DAT: l’amministratore di sostegno può rifiutare le cure in luogo del paziente amministrato?

DAT e amministrazione di sostegno.

l’amministratore di sostegno può rifiutare le cure in luogo del paziente amministrato?

L’amministratore di sostegno dotato di poteri di rappresentanza esclusiva è il solo legittimato ad esprimere il consenso informato in materia sanitaria in luogo del paziente beneficiario della misura.

Qualora poi non sussista alcun parere contrastante del medico curante, ai sensi dell’art. 3 quinto comma della Legge n. 219/17, l’amministratore di sostegno può rifiutare le cure proposte al paziente amministrato quando, senza che siano state previste DAT, sia stata accertata la volontà presuntiva del medesimo di rifiutare le cure in virtù delle dichiarazioni rese durante la propria vita.

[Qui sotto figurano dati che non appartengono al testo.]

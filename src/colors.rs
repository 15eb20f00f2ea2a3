use crate::models::Priority;

/// Swatches offered when tagging a task.
pub const TAG_COLORS: [&str; 10] = [
    "#ff6b6b", "#ffa94d", "#ffd43b", "#69db7c", "#4dabf7",
    "#9775fa", "#f783ac", "#20c997", "#a9e34b", "#748ffc",
];

/// Swatches offered when creating a category.
pub const CATEGORY_COLORS: [&str; 10] = [
    "#4dabf7", "#69db7c", "#ffa94d", "#ff6b6b", "#9775fa",
    "#f783ac", "#20c997", "#ffd43b", "#748ffc", "#a9e34b",
];

pub const CHART_COMPLETED: &str = "#69db7c";
pub const CHART_PENDING: &str = "#ffa94d";
pub const CHART_HIGH: &str = "#ff6b6b";
pub const CHART_MEDIUM: &str = "#ffd43b";
pub const CHART_LOW: &str = "#4dabf7";

/// Rotating fallback palette for category buckets with no resolvable category.
pub const CHART_CATEGORY_PALETTE: [&str; 10] = [
    "#4dabf7", "#69db7c", "#ffa94d", "#ff6b6b", "#9775fa",
    "#f783ac", "#20c997", "#ffd43b", "#748ffc", "#a9e34b",
];

pub fn priority_color(priority: Priority) -> &'static str {
    match priority {
        Priority::High => "#ff4d4d",
        Priority::Medium => "#ffa500",
        Priority::Low => "#4dabf7",
    }
}

pub fn chart_priority_color(priority: Priority) -> &'static str {
    match priority {
        Priority::High => CHART_HIGH,
        Priority::Medium => CHART_MEDIUM,
        Priority::Low => CHART_LOW,
    }
}
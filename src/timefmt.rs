//! Human-facing time formatting for stored ISO timestamps.
//!
//! Every formatter takes the reference "now" as a parameter instead of reading
//! the system clock, so callers decide the clock and tests stay deterministic.

use chrono::{DateTime, Datelike, Local, NaiveDate, NaiveDateTime, TimeZone};
use serde::Serialize;

/// Naive fallbacks for timestamps written without an offset, e.g. the value of
/// a datetime-local input. Interpreted in the local timezone.
const NAIVE_FORMATS: [&str; 3] = ["%Y-%m-%dT%H:%M:%S%.f", "%Y-%m-%dT%H:%M", "%Y-%m-%d %H:%M:%S"];

/// Lenient parse of a stored timestamp. Unparseable input is coerced to
/// "absent" rather than an error; the coercion is logged because it changes
/// observable filtering and formatting results.
pub fn parse_timestamp(raw: &str) -> Option<DateTime<Local>> {
    if let Ok(parsed) = DateTime::parse_from_rfc3339(raw) {
        return Some(parsed.with_timezone(&Local));
    }
    for format in NAIVE_FORMATS {
        if let Ok(naive) = NaiveDateTime::parse_from_str(raw, format) {
            return Local.from_local_datetime(&naive).earliest();
        }
    }
    if let Ok(date) = NaiveDate::parse_from_str(raw, "%Y-%m-%d") {
        return Local
            .from_local_datetime(&date.and_hms_opt(0, 0, 0)?)
            .earliest();
    }
    tracing::warn!(raw, "unparseable stored timestamp; treating as absent");
    None
}

/// 12-hour clock, no leading hour zero: "3:00 PM".
fn clock(date: &DateTime<Local>) -> String {
    date.format("%-I:%M %p").to_string()
}

/// Due-date label: "Today, 3:00 PM", "Tomorrow, 9:00 AM", "Mar 10, 3:00 PM",
/// with the year appended when it differs from the current one.
pub fn format_due_date(due_date: &str, now: DateTime<Local>) -> Option<String> {
    let date = parse_timestamp(due_date)?;
    let today = now.date_naive();
    let due_day = date.date_naive();
    let time = clock(&date);

    if due_day == today {
        Some(format!("Today, {time}"))
    } else if today.succ_opt() == Some(due_day) {
        Some(format!("Tomorrow, {time}"))
    } else if date.year() != now.year() {
        Some(format!("{}, {time}", date.format("%b %-d, %Y")))
    } else {
        Some(format!("{}, {time}", date.format("%b %-d")))
    }
}

/// Placeholder label for a date input: "Wed, Jan 15".
pub fn format_date_display(date: Option<&str>) -> String {
    let Some(parsed) = date.and_then(|raw| NaiveDate::parse_from_str(raw, "%Y-%m-%d").ok()) else {
        return "Select Date".to_string();
    };
    parsed.format("%a, %b %-d").to_string()
}

/// Placeholder label for a time input: "15:00" -> "3:00 PM".
pub fn format_time_display(time: Option<&str>) -> String {
    let parsed = time.and_then(|raw| {
        let (hours, minutes) = raw.split_once(':')?;
        let hour: u32 = hours.parse().ok()?;
        (hour < 24 && minutes.len() == 2).then(|| (hour, minutes.to_string()))
    });
    let Some((hour, minutes)) = parsed else {
        return "Select Time".to_string();
    };
    let meridiem = if hour >= 12 { "PM" } else { "AM" };
    let hour12 = match hour % 12 {
        0 => 12,
        h => h,
    };
    format!("{hour12}:{minutes} {meridiem}")
}

/// A completed task is never overdue, whatever its due date says.
pub fn is_overdue(due_date: Option<&str>, completed: bool, now: DateTime<Local>) -> bool {
    if completed {
        return false;
    }
    due_date
        .and_then(parse_timestamp)
        .is_some_and(|due| due < now)
}

/// Relative "last updated" label. Boundaries use truncating division of the
/// elapsed time, so 90 seconds reads "1m ago".
pub fn format_last_updated(updated_at: &str, now: DateTime<Local>) -> Option<String> {
    let date = parse_timestamp(updated_at)?;
    let elapsed = now.signed_duration_since(date);
    let minutes = elapsed.num_minutes();
    let hours = elapsed.num_hours();
    let days = elapsed.num_days();

    let label = if minutes < 1 {
        "Just now".to_string()
    } else if minutes < 60 {
        format!("{minutes}m ago")
    } else if hours < 24 {
        format!("{hours}h ago")
    } else if days == 1 {
        format!("Yesterday, {}", clock(&date))
    } else if days < 7 {
        format!("{days}d ago")
    } else {
        format!("{}, {}", date.format("%-d %b"), clock(&date))
    };
    Some(label)
}

/// Age bucket for grouping and badging, split at local midnights.
#[derive(Debug, Clone, Copy, PartialEq, Eq, Serialize)]
#[serde(rename_all = "kebab-case")]
pub enum TaskAge {
    Today,
    Yesterday,
    Older,
}

impl TaskAge {
    pub fn label(self) -> &'static str {
        match self {
            Self::Today => "Today",
            Self::Yesterday => "Yesterday",
            Self::Older => "Older",
        }
    }
}

/// Classify by `updated_at`, falling back to `created_at` when the former is
/// absent or unparseable. `None` when neither yields a timestamp.
pub fn task_age(
    updated_at: Option<&str>,
    created_at: Option<&str>,
    now: DateTime<Local>,
) -> Option<TaskAge> {
    let date = updated_at
        .and_then(parse_timestamp)
        .or_else(|| created_at.and_then(parse_timestamp))?;
    let today = now.date_naive();
    let day = date.date_naive();

    if day >= today {
        Some(TaskAge::Today)
    } else if today.pred_opt() == Some(day) {
        Some(TaskAge::Yesterday)
    } else {
        Some(TaskAge::Older)
    }
}
//! The active-list page view: search, category and status filtering, the
//! starred-then-priority sort, and the active/completed partition.

use crate::models::{ListCounts, ListQuery, Task, TaskListView};

/// Filter, sort and partition one list's tasks. Pure; the input snapshot is
/// never mutated and the view owns its rows.
pub fn task_list_view(tasks: &[Task], query: &ListQuery) -> TaskListView {
    let search = query.search.trim().to_lowercase();

    let mut filtered: Vec<&Task> = tasks
        .iter()
        .filter(|task| matches_search(task, &search))
        .filter(|task| query.category.map_or(true, |id| task.category_id == Some(id)))
        .filter(|task| query.status.retains(task.completed))
        .collect();

    // Stable two-level sort: starred first, then priority rank. Unknown or
    // missing priority ranks as medium.
    filtered.sort_by_key(|task| (!task.starred, task.priority_or_default().rank()));

    let mut view = TaskListView::default();
    for task in filtered {
        if task.completed {
            view.completed.push(task.clone());
        } else {
            view.active.push(task.clone());
        }
    }
    view
}

/// Whitespace-only search means no search. A task stays when any of text,
/// notes or a tag name contains the query, case-insensitively.
fn matches_search(task: &Task, search: &str) -> bool {
    if search.is_empty() {
        return true;
    }
    task.text.to_lowercase().contains(search)
        || task.notes.to_lowercase().contains(search)
        || task
            .tags
            .iter()
            .any(|tag| tag.name.to_lowercase().contains(search))
}

/// Unfiltered per-list counts for the sidebar and list cards. Urgent counts
/// only tasks whose stored priority is exactly "high".
pub fn list_counts(tasks: &[Task]) -> ListCounts {
    let total = tasks.len();
    let completed = tasks.iter().filter(|task| task.completed).count();
    let active = total - completed;
    let urgent = tasks
        .iter()
        .filter(|task| !task.completed && task.priority.as_deref() == Some("high"))
        .count();
    ListCounts {
        total,
        active,
        completed,
        urgent,
        all_completed: total > 0 && active == 0,
    }
}
#[cfg(test)]
mod tests {
    use super::{
        analytics_report, category_histogram, filter_tasks, priority_histogram, seven_day_trend,
        status_split, summary,
    };
    use crate::colors;
    use crate::models::{AnalyticsFilter, Category, DateRange, Priority, StatusFilter, Task};
    use chrono::{DateTime, Duration, Local, TimeZone};

    fn now() -> DateTime<Local> {
        Local.with_ymd_and_hms(2026, 3, 10, 12, 0, 0).unwrap()
    }

    fn task(id: i64) -> Task {
        Task {
            id,
            list_id: 1,
            text: format!("task {id}"),
            notes: String::new(),
            completed: false,
            priority: None,
            due_date: None,
            tags: Vec::new(),
            starred: false,
            category_id: None,
            created_at: (now() - Duration::days(1)).to_rfc3339(),
            updated_at: (now() - Duration::days(1)).to_rfc3339(),
            completed_at: None,
        }
    }

    fn completed_task(id: i64) -> Task {
        let mut t = task(id);
        t.completed = true;
        t.completed_at = Some(now().to_rfc3339());
        t
    }

    fn category(id: i64, name: &str, color: &str) -> Category {
        Category {
            id,
            name: name.to_string(),
            color: color.to_string(),
            icon: "📁".to_string(),
            created_at: "2026-01-01T00:00:00+00:00".to_string(),
        }
    }

    #[test]
    fn priority_filter_is_exact_but_histogram_defaults_to_medium() {
        let mut high = task(1);
        high.priority = Some("high".to_string());
        let unset = task(2);

        let filter = AnalyticsFilter {
            priority: Some(Priority::High),
            ..AnalyticsFilter::default()
        };
        let filtered = filter_tasks(&[high.clone(), unset.clone()], &filter, now());
        assert_eq!(filtered.len(), 1);
        assert_eq!(filtered[0].id, 1);

        // The same unset task buckets as medium when aggregating.
        let histogram = priority_histogram(&[high, unset]);
        assert_eq!(histogram[0].tasks, 1); // High
        assert_eq!(histogram[1].tasks, 1); // Medium
        assert_eq!(histogram[2].tasks, 0); // Low
    }

    #[test]
    fn unknown_stored_priority_buckets_as_medium() {
        let mut odd = completed_task(1);
        odd.priority = Some("someday".to_string());
        let histogram = priority_histogram(&[odd]);
        assert_eq!(histogram[1].tasks, 1);
        assert_eq!(histogram[1].completed, 1);
    }

    #[test]
    fn status_split_sums_to_input_length() {
        let tasks = vec![task(1), completed_task(2), task(3), completed_task(4)];
        let split = status_split(&tasks);
        assert_eq!(split[0].name, "Completed");
        assert_eq!(split[1].name, "Pending");
        assert_eq!(split[0].value + split[1].value, tasks.len());
        assert_eq!(split[0].value, 2);
    }

    #[test]
    fn filtering_preserves_input_order() {
        let mut tasks: Vec<Task> = (1..=5).map(task).collect();
        tasks[1].completed = true;
        tasks[3].completed = true;
        let filter = AnalyticsFilter {
            status: StatusFilter::Active,
            ..AnalyticsFilter::default()
        };
        let ids: Vec<i64> = filter_tasks(&tasks, &filter, now())
            .iter()
            .map(|t| t.id)
            .collect();
        assert_eq!(ids, vec![1, 3, 5]);
    }

    #[test]
    fn week_range_drops_old_tasks_month_range_keeps_them() {
        let mut recent = task(1);
        recent.created_at = (now() - Duration::days(2)).to_rfc3339();
        let mut old = task(2);
        old.created_at = (now() - Duration::days(20)).to_rfc3339();
        let mut malformed = task(3);
        malformed.created_at = "whenever".to_string();
        let tasks = vec![recent, old, malformed];

        let week = AnalyticsFilter {
            date_range: DateRange::Week,
            ..AnalyticsFilter::default()
        };
        let month = AnalyticsFilter {
            date_range: DateRange::Month,
            ..AnalyticsFilter::default()
        };
        let all = AnalyticsFilter::default();

        assert_eq!(filter_tasks(&tasks, &week, now()).len(), 1);
        assert_eq!(filter_tasks(&tasks, &month, now()).len(), 2);
        // No bound: even the malformed timestamp survives.
        assert_eq!(filter_tasks(&tasks, &all, now()).len(), 3);
    }

    #[test]
    fn category_filter_matches_exact_id() {
        let mut a = task(1);
        a.category_id = Some(7);
        let b = task(2);
        let filter = AnalyticsFilter {
            category: Some(7),
            ..AnalyticsFilter::default()
        };
        let filtered = filter_tasks(&[a, b], &filter, now());
        assert_eq!(filtered.len(), 1);
        assert_eq!(filtered[0].id, 1);
    }

    #[test]
    fn category_histogram_sorts_descending_with_fallbacks() {
        let categories = vec![category(1, "Work", "#4dabf7")];
        let mut tasks = Vec::new();
        for id in 1..=2 {
            let mut t = task(id);
            t.category_id = Some(1);
            tasks.push(t);
        }
        // Category 9 was deleted; three orphans and one uncategorized.
        for id in 3..=5 {
            let mut t = task(id);
            t.category_id = Some(9);
            tasks.push(t);
        }
        tasks.push(task(6));

        let histogram = category_histogram(&tasks, &categories);
        assert_eq!(histogram.len(), 3);
        assert_eq!(histogram[0].name, "Uncategorized");
        assert_eq!(histogram[0].tasks, 3);
        // Orphan bucket was seen second, so it rotates to the second palette color.
        assert_eq!(histogram[0].color, colors::CHART_CATEGORY_PALETTE[1]);
        assert_eq!(histogram[1].name, "Work");
        assert_eq!(histogram[1].color, "#4dabf7");
        assert_eq!(histogram[2].tasks, 1);
    }

    #[test]
    fn category_histogram_ties_keep_first_seen_order() {
        let categories = vec![category(1, "Work", "#4dabf7"), category(2, "Home", "#69db7c")];
        let mut a = task(1);
        a.category_id = Some(2);
        let mut b = task(2);
        b.category_id = Some(1);
        let histogram = category_histogram(&[a, b], &categories);
        assert_eq!(histogram[0].name, "Home");
        assert_eq!(histogram[1].name, "Work");
    }

    #[test]
    fn trend_always_has_seven_points() {
        assert_eq!(seven_day_trend(&[], now()).len(), 7);
    }

    #[test]
    fn trend_counts_by_local_calendar_day() {
        let mut created_two_days_ago = task(1);
        created_two_days_ago.created_at = (now() - Duration::days(2)).to_rfc3339();
        let mut done_today = completed_task(2);
        done_today.created_at = (now() - Duration::days(2)).to_rfc3339();
        let mut too_old = task(3);
        too_old.created_at = (now() - Duration::days(10)).to_rfc3339();

        let trend = seven_day_trend(&[created_two_days_ago, done_today, too_old], now());
        assert_eq!(trend.len(), 7);
        assert_eq!(trend[4].created, 2); // two days ago, oldest-first indexing
        assert_eq!(trend[6].completed, 1); // today
        let total_created: usize = trend.iter().map(|p| p.created).sum();
        assert_eq!(total_created, 2); // the 10-day-old task is off the chart
    }

    #[test]
    fn summary_rounds_completion_rate() {
        let tasks = vec![completed_task(1), task(2), task(3)];
        let s = summary(&tasks);
        assert_eq!(s.total, 3);
        assert_eq!(s.completed, 1);
        assert_eq!(s.pending, 2);
        assert_eq!(s.completion_rate, 33);
        assert_eq!(summary(&[]).completion_rate, 0);
    }

    #[test]
    fn insight_tiers_follow_completion_rate() {
        let report = analytics_report(
            &[completed_task(1), completed_task(2), completed_task(3), task(4)],
            &[],
            &AnalyticsFilter::default(),
            now(),
        );
        assert!(report.insights[0].contains("Great job"));

        let report = analytics_report(
            &[completed_task(1), task(2)],
            &[],
            &AnalyticsFilter::default(),
            now(),
        );
        assert!(report.insights[0].contains("Good progress"));

        let report = analytics_report(&[task(1)], &[], &AnalyticsFilter::default(), now());
        assert!(report.insights[0].contains("boost your productivity"));

        let report = analytics_report(&[], &[], &AnalyticsFilter::default(), now());
        assert!(report.insights.is_empty());
    }

    #[test]
    fn high_priority_pending_warning_pluralizes() {
        let mut one = task(1);
        one.priority = Some("high".to_string());
        let report = analytics_report(&[one.clone()], &[], &AnalyticsFilter::default(), now());
        assert!(report
            .insights
            .iter()
            .any(|m| m.contains("1 high-priority task pending")));

        let mut two = task(2);
        two.priority = Some("high".to_string());
        let report = analytics_report(&[one, two], &[], &AnalyticsFilter::default(), now());
        assert!(report
            .insights
            .iter()
            .any(|m| m.contains("2 high-priority tasks pending")));
    }

    #[test]
    fn most_active_category_insight_skips_uncategorized() {
        let categories = vec![category(3, "Errands", "#ffa94d")];
        let mut a = task(1);
        a.category_id = Some(3);
        let mut b = task(2);
        b.category_id = Some(3);
        let uncategorized = task(3);

        let report = analytics_report(
            &[a, b, uncategorized.clone()],
            &categories,
            &AnalyticsFilter::default(),
            now(),
        );
        assert_eq!(report.most_used_category.as_deref(), Some("Errands"));
        assert!(report
            .insights
            .iter()
            .any(|m| m.contains("Most active category: Errands")));

        // Uncategorized dominating suppresses the message entirely.
        let report = analytics_report(
            &[uncategorized],
            &categories,
            &AnalyticsFilter::default(),
            now(),
        );
        assert!(!report.insights.iter().any(|m| m.contains("Most active")));
    }
}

Si tratta di quanto espresso dal Giudice Tutelare del Tribunale di Roma, IX Sezione Civile, con la decisione del 23 settembre 2019.
La vicenda trae origine dall’istanza presentata dall’amministratore di sostegno di una signora in stato vegetativo irreversibile da molti anni, al fine di essere autorizzato a poter rifiutare ed interrompere le cure in luogo della paziente. L’amministratore riferiva che la donna durante la propria esistenza aveva comunicato in più occasioni a lui, ma anche a parenti ed amici più stretti l’avversione a concludere gli ultimi giorni della vita in stato vegetativo e con limitazione della capacità di intendere e volere. Chiedeva, perciò, al Tribunale adìto di accertare e dichiarare l’intenzione della paziente di procedere, previe cure palliative, al distacco dai trattamenti terapeutici così come previsto dalla Legge n. 219/17. Al riguardo giova precisare che proprio l’art. 1, comma 5 della suddetta legge prevede che ogni persona capace di agire ha il diritto di rifiutare, in tutto o in parte, qualsiasi trattamento sanitario o anche singoli atti del trattamento stesso, a cui non voglia essere sottoposto, nonché di revocare in qualsiasi momento il consenso prestato, anche se la revoca comporta l’interruzione del trattamento. L’art. 3 disciplina specificamente le ipotesi in cui la persona chiamata a manifestare il consenso informato non sia completamente capace di agire, come un interdetto, inabilitato o minore di età, sottolineando comunque il diritto della persona ad essere informata circa le condizioni della propria salute, così da esprimere un consenso libero e cosciente. La persona inabilitata può manifestare personalmente il consenso informato, ma qualora sia stato nominato un amministratore di sostegno con poteri di rappresentanza esclusiva in ambito sanitario, il consenso viene espresso anche dall’amministratore di sostegno, o soltanto da quest’ultimo, tenendo conto della volontà del beneficiario in relazione al suo grado di capacità di intendere e di volere. Se il paziente non rilascia le disposizioni anticipate di trattamento e l’amministratore di sostegno rifiuta le cure proposte, mentre il medico le ritiene necessarie, la decisione deve essere necessariamente rimessa al giudice tutelare.
Nel caso in cui, però, manchi il contrasto tra medico ed amministratore di sostegno richiamato all’art. 3, quinto comma – come nel caso di specie – l’amministratore di sostegno dotato del potere di rappresentanza esclusivo in ambito sanitario deve ritenersi l’unico titolato ad esprimere il consenso informato nell’interesse della paziente beneficiaria. L’assenza di DAT da parte di quest’ultima non preclude, secondo il Tribunale di Roma, una eventuale interruzione del trattamento terapeutico indesiderato, visto che l’amministratore di sostegno è stato in grado di ricostruire in giudizio l’esatta volontà della paziente amministrata, indirizzata al rifiuto dei trattamenti terapeutici secondo quanto espresso durante la sua vita, quando era ancora dotata della capacità di agire e autodeterminarsi. Ne consegue, dunque, che in presenza delle suddette circostanze l’amministratore di sostegno può legittimamente rifiutare le cure proposte in luogo del paziente incapace.